As we begin to move toward October and the celebration of our 40 years in business, we plan to have conversations with several of our team leaders. Today, we’re meeting with Kevin Brookshire, our longest tenured teammate, currently. Kevin joined the company in 1994 and will celebrate his 28th anniversary with us in November.
Kevin’s official title is Programmer. He works with temperature controls and building automation. In his day-to-day work he develops applications that control equipment provided by engineering community. Basically, the customer tells him what they want it to do, he makes it happen. This kind of custom programming makes it easy for a building manager to monitor thee facility. He’s as comfortable testing operations as he is meeting with customers.
I asked Kevin about some of the changes he’s seen through the years at ECT. Below are his top answers:
This is the second set of owners of ECT Services.

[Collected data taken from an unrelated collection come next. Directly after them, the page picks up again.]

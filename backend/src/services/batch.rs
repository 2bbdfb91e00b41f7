//! Batch service: production registration, batch editing, and discards
//!
//! Registration and discard are ledger mutations; both write a movement
//! with detail rows and apply counter deltas inside one transaction.

use chrono::{DateTime, Utc};
use serde::{Deserialize, Serialize};
use sqlx::PgPool;
use std::time::Duration;
use uuid::Uuid;

use crate::error::{AppError, AppResult};
use crate::services::ledger;
use shared::models::{BatchCounters, DiscardReason, LedgerOp, MovementType};
use shared::validation::validate_quantity;

/// How long a production registration may run before it is abandoned
/// and rolled back.
const REGISTRATION_TIMEOUT: Duration = Duration::from_millis(15_000);

/// Batch service
#[derive(Clone)]
pub struct BatchService {
    db: PgPool,
}

/// Input for registering a production run
#[derive(Debug, Deserialize)]
pub struct RegisterProductionInput {
    pub product_id: Uuid,
    pub quantity: i32,
    pub notes: Option<String>,
}

/// Input for editing a batch that has no movements yet
#[derive(Debug, Deserialize)]
pub struct EditBatchInput {
    pub product_id: Option<Uuid>,
    pub quantity: Option<i32>,
}

/// Input for discarding units from a batch
#[derive(Debug, Deserialize)]
pub struct DiscardInput {
    pub batch_id: Uuid,
    pub quantity: i32,
    pub reason: DiscardReason,
    pub notes: Option<String>,
}

/// Batch row as stored
#[derive(Debug, Serialize, sqlx::FromRow)]
pub struct BatchRecord {
    pub id: Uuid,
    pub product_id: Uuid,
    pub product_name: String,
    pub product_code: String,
    pub initial_quantity: i32,
    pub deposit_quantity: i32,
    pub sent_quantity: i32,
    pub market_quantity: i32,
    pub reserved_quantity: i32,
    pub sold_quantity: i32,
    pub discarded_quantity: i32,
    pub discrepancy_quantity: i32,
    pub received_quantity: i32,
    pub created_at: DateTime<Utc>,
    pub updated_at: DateTime<Utc>,
}

impl BatchRecord {
    fn counters(&self) -> BatchCounters {
        BatchCounters {
            deposit: self.deposit_quantity,
            sent: self.sent_quantity,
            market: self.market_quantity,
            reserved: self.reserved_quantity,
            sold: self.sold_quantity,
            discarded: self.discarded_quantity,
            discrepancy: self.discrepancy_quantity,
        }
    }

    pub fn has_movement(&self) -> bool {
        self.counters().has_movement(self.initial_quantity)
    }
}

/// Batch plus the derived editability flag
#[derive(Debug, Serialize)]
pub struct BatchResponse {
    #[serde(flatten)]
    pub batch: BatchRecord,
    pub has_movement: bool,
}

impl From<BatchRecord> for BatchResponse {
    fn from(batch: BatchRecord) -> Self {
        let has_movement = batch.has_movement();
        Self { batch, has_movement }
    }
}

const BATCH_COLUMNS: &str = "b.id, b.product_id, p.name AS product_name, p.code AS product_code, \
                             b.initial_quantity, b.deposit_quantity, b.sent_quantity, \
                             b.market_quantity, b.reserved_quantity, b.sold_quantity, \
                             b.discarded_quantity, b.discrepancy_quantity, b.received_quantity, \
                             b.created_at, b.updated_at";

impl BatchService {
    pub fn new(db: PgPool) -> Self {
        Self { db }
    }

    /// Register a production run: create the batch and its STORED movement
    ///
    /// The whole write runs under a timeout; if it does not finish in
    /// time the transaction is dropped and rolled back, leaving no
    /// half-registered batch behind.
    pub async fn register_production(
        &self,
        user_id: Uuid,
        input: RegisterProductionInput,
    ) -> AppResult<BatchResponse> {
        validate_quantity(input.quantity).map_err(|msg| AppError::Validation {
            field: "quantity".to_string(),
            message: msg.to_string(),
            message_es: "La cantidad debe ser mayor a cero".to_string(),
        })?;

        let result = tokio::time::timeout(
            REGISTRATION_TIMEOUT,
            self.register_production_inner(user_id, input),
        )
        .await;

        match result {
            Ok(outcome) => outcome,
            Err(_) => Err(AppError::OperationTimeout),
        }
    }

    async fn register_production_inner(
        &self,
        user_id: Uuid,
        input: RegisterProductionInput,
    ) -> AppResult<BatchResponse> {
        let product_active = sqlx::query_scalar::<_, bool>(
            "SELECT is_active FROM products WHERE id = $1",
        )
        .bind(input.product_id)
        .fetch_optional(&self.db)
        .await?
        .ok_or_else(|| AppError::NotFound("Product".to_string()))?;

        if !product_active {
            return Err(AppError::Conflict {
                resource: "product".to_string(),
                message: "Cannot register production for a deactivated product".to_string(),
                message_es: "No se puede registrar producción de un producto dado de baja".to_string(),
            });
        }

        let mut tx = self.db.begin().await?;

        let op = LedgerOp::Store {
            quantity: input.quantity,
        };

        let batch_id = sqlx::query_scalar::<_, Uuid>(
            r#"
            INSERT INTO batches (product_id, initial_quantity, deposit_quantity)
            VALUES ($1, $2, $2)
            RETURNING id
            "#,
        )
        .bind(input.product_id)
        .bind(input.quantity)
        .fetch_one(&mut *tx)
        .await?;

        let movement_id = ledger::insert_movement(
            &mut tx,
            op.movement_type(),
            user_id,
            None,
            input.notes.as_deref(),
        )
        .await?;
        ledger::insert_movement_detail(&mut tx, movement_id, batch_id, input.quantity).await?;

        tx.commit().await?;

        tracing::info!(%batch_id, quantity = input.quantity, "production registered");

        self.get_batch(batch_id).await
    }

    /// Edit a batch that has no movements beyond its initial storage
    ///
    /// Rewrites initial and deposit quantities together and records an
    /// EDITED movement carrying the new quantity.
    pub async fn edit_batch(
        &self,
        user_id: Uuid,
        batch_id: Uuid,
        input: EditBatchInput,
    ) -> AppResult<BatchResponse> {
        if let Some(quantity) = input.quantity {
            validate_quantity(quantity).map_err(|msg| AppError::Validation {
                field: "quantity".to_string(),
                message: msg.to_string(),
                message_es: "La cantidad debe ser mayor a cero".to_string(),
            })?;
        }

        let mut tx = self.db.begin().await?;

        let (initial, counters) = ledger::lock_batch_counters(&mut tx, batch_id).await?;

        if counters.has_movement(initial) {
            return Err(AppError::BatchHasMovements(
                "Batch already has movements and can no longer be edited".to_string(),
            ));
        }

        if let Some(product_id) = input.product_id {
            let exists = sqlx::query_scalar::<_, i64>(
                "SELECT COUNT(*) FROM products WHERE id = $1 AND is_active = true",
            )
            .bind(product_id)
            .fetch_one(&mut *tx)
            .await?;
            if exists == 0 {
                return Err(AppError::NotFound("Product".to_string()));
            }
        }

        let new_quantity = input.quantity.unwrap_or(initial);

        sqlx::query(
            r#"
            UPDATE batches
            SET product_id = COALESCE($2, product_id),
                initial_quantity = $3,
                deposit_quantity = $3,
                updated_at = NOW()
            WHERE id = $1
            "#,
        )
        .bind(batch_id)
        .bind(input.product_id)
        .bind(new_quantity)
        .execute(&mut *tx)
        .await?;

        let movement_id =
            ledger::insert_movement(&mut tx, MovementType::Edited, user_id, None, None).await?;
        ledger::insert_movement_detail(&mut tx, movement_id, batch_id, new_quantity).await?;

        tx.commit().await?;

        self.get_batch(batch_id).await
    }

    /// Discard units from a batch's deposit stock
    pub async fn discard(&self, user_id: Uuid, input: DiscardInput) -> AppResult<BatchResponse> {
        validate_quantity(input.quantity).map_err(|msg| AppError::Validation {
            field: "quantity".to_string(),
            message: msg.to_string(),
            message_es: "La cantidad debe ser mayor a cero".to_string(),
        })?;

        let mut tx = self.db.begin().await?;

        let (_, counters) = ledger::lock_batch_counters(&mut tx, input.batch_id).await?;

        if counters.deposit < input.quantity {
            return Err(AppError::InsufficientStock(format!(
                "Batch has {} units in deposit, cannot discard {}",
                counters.deposit, input.quantity
            )));
        }

        let op = LedgerOp::Discard {
            quantity: input.quantity,
        };

        let movement_id = ledger::insert_movement(
            &mut tx,
            op.movement_type(),
            user_id,
            None,
            input.notes.as_deref(),
        )
        .await?;
        ledger::insert_movement_detail(&mut tx, movement_id, input.batch_id, input.quantity)
            .await?;
        ledger::apply_deltas(&mut tx, input.batch_id, &op.deltas()).await?;

        sqlx::query(
            r#"
            INSERT INTO discards (movement_id, batch_id, reason, quantity, notes)
            VALUES ($1, $2, $3, $4, $5)
            "#,
        )
        .bind(movement_id)
        .bind(input.batch_id)
        .bind(input.reason.as_str())
        .bind(input.quantity)
        .bind(&input.notes)
        .execute(&mut *tx)
        .await?;

        tx.commit().await?;

        self.get_batch(input.batch_id).await
    }

    /// Get a single batch with its product name
    pub async fn get_batch(&self, batch_id: Uuid) -> AppResult<BatchResponse> {
        let batch = sqlx::query_as::<_, BatchRecord>(&format!(
            r#"
            SELECT {BATCH_COLUMNS}
            FROM batches b
            JOIN products p ON p.id = b.product_id
            WHERE b.id = $1
            "#,
        ))
        .bind(batch_id)
        .fetch_optional(&self.db)
        .await?
        .ok_or_else(|| AppError::NotFound("Batch".to_string()))?;

        Ok(batch.into())
    }

    /// List batches, newest first, optionally filtered by product
    pub async fn list_batches(&self, product_id: Option<Uuid>) -> AppResult<Vec<BatchResponse>> {
        let batches = sqlx::query_as::<_, BatchRecord>(&format!(
            r#"
            SELECT {BATCH_COLUMNS}
            FROM batches b
            JOIN products p ON p.id = b.product_id
            WHERE $1::uuid IS NULL OR b.product_id = $1
            ORDER BY b.created_at DESC
            "#,
        ))
        .bind(product_id)
        .fetch_all(&self.db)
        .await?;

        Ok(batches.into_iter().map(BatchResponse::from).collect())
    }
}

He has done almost every job there is in the industry. When he started in 1994, he was pulling wire on an installation crew.
He’s seen everything go web-based. Today, customers check systems through a phone/tablet. Technology has gotten more advanced in very quick succession, as it has everywhere. Having remote access makes it easy to monitor for equipment failures. The challenge of this, of course, is always learning new things. In addition, he’s seen changes in security – especially as related to the security of IT infrastructure. “Everything in the world impacts security of products. Complications of network security is a real thing,” he said. The boom of internet has impacted the industry and with everything changing so quickly, this can affect security. Many of his customers want things hard-wired and not web-based… so he’s able to work both ways.
One of the biggest things he looks back on at this anniversary is all of the many personalities he’s known through the years. So many have retired from the industry and as with a lot of related industries, looking for young talent and getting them to stay is a challenge. Today, we need to entice younger people to want to join the construction industry. “There’s a lot of good talent out there,” he said.
“A career is something different than a job,” Kevin said. Being a part of ECT has been a major part of his life. “I’ve had a child and a grandchild all while sitting at the same desk.” What started as a job for Kevin nearly 28 years ago certainly bloomed into a full-fledged career, and more.